My Relocatable OCaml was next, with fewer graphs, but a functioning demo! Managed to push the RFC for it a few hours before the meeting. The combined version of it passed on all platforms in the early hours of Thursday morning! Main aim presenting it’s to get sign-off on the principles behind it, see if anyone’s too horrified by the suggested design, and then beg to see if it can still be being reviewed past the feature freeze for 5.4. Well-received - a few bits of useful feedback to experiment with and as ever getting these things reviewed will be fun.

Feature freeze for OCaml 5.4 on 15 April - useful discussion on reviewing requirements for large changes coming out of Jane Street (and affecting Tarides a bit, too).

Presentation and considerable discussion on pure functors (ocaml/ocaml#13905). Didn’t particularly reach a conclusion.

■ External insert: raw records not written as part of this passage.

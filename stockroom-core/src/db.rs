//! Lifecycle-owning database context.
//!
//! Constructed once at process start and injected everywhere the store is
//! needed. This is the narrow interface the HTTP layer sees; nothing else
//! in the service touches the pool or the schema flag directly.

use tokio::time::Duration;

use crate::config::ConnectionConfig;
use crate::error::Result;
use crate::lease::LeasedClient;
use crate::pool::PoolManager;
use crate::query::{QueryOutput, SqlParam};
use crate::reclaim;
use crate::schema::SchemaInitializer;

pub struct Database {
    manager: PoolManager,
    schema: SchemaInitializer,
}

impl Database {
    pub fn new(config: ConnectionConfig) -> Self {
        Self {
            manager: PoolManager::new(config),
            schema: SchemaInitializer::new(),
        }
    }

    pub fn manager(&self) -> &PoolManager {
        &self.manager
    }

    /// See [`SchemaInitializer::ensure_schema`].
    pub async fn ensure_schema(&self) -> Result<()> {
        self.schema.ensure_schema(&self.manager).await
    }

    /// See [`PoolManager::run_query`].
    pub async fn run_query(&self, text: &str, params: &[SqlParam]) -> Result<QueryOutput> {
        self.manager.run_query(text, params).await
    }

    /// See [`PoolManager::lease_client`].
    pub async fn lease_client(&self) -> Result<LeasedClient> {
        self.manager.lease_client().await
    }

    /// See [`reclaim::reclaim_if_idle`].
    pub async fn reclaim_if_idle(&self, idle_threshold: Duration) {
        reclaim::reclaim_if_idle(&self.manager, idle_threshold).await
    }
}
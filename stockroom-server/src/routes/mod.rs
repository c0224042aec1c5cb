//! Route handlers for the items service.
//!
//! - items: CRUD over the persisted records
//! - health: liveness probe
//! - docs: OpenAPI document (optional)

pub mod docs;
pub mod health;
pub mod items;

Follow-up discussion on ocaml/ocaml#12307, looking to stop using MD5 in the Standard Library (finally). It’s amazing how backwards-compatibility concerns end up eating so much time with these things: plan is to switch the default hashing to 128bit Blake2 in 5.5 (which yields hashes of the same length as MD5 as a stop-gap to check how bad any breakage is) and then perhaps switch it again to something stronger. Main aim is to ensure that we get the ecosystem to a point where anyone using a default hash really isn’t relying on the choice of what that is (and it means we stop getting criticised for the consistency checksums in OCaml’s .cmi files and so forth not being a crytographically secure hash function…….).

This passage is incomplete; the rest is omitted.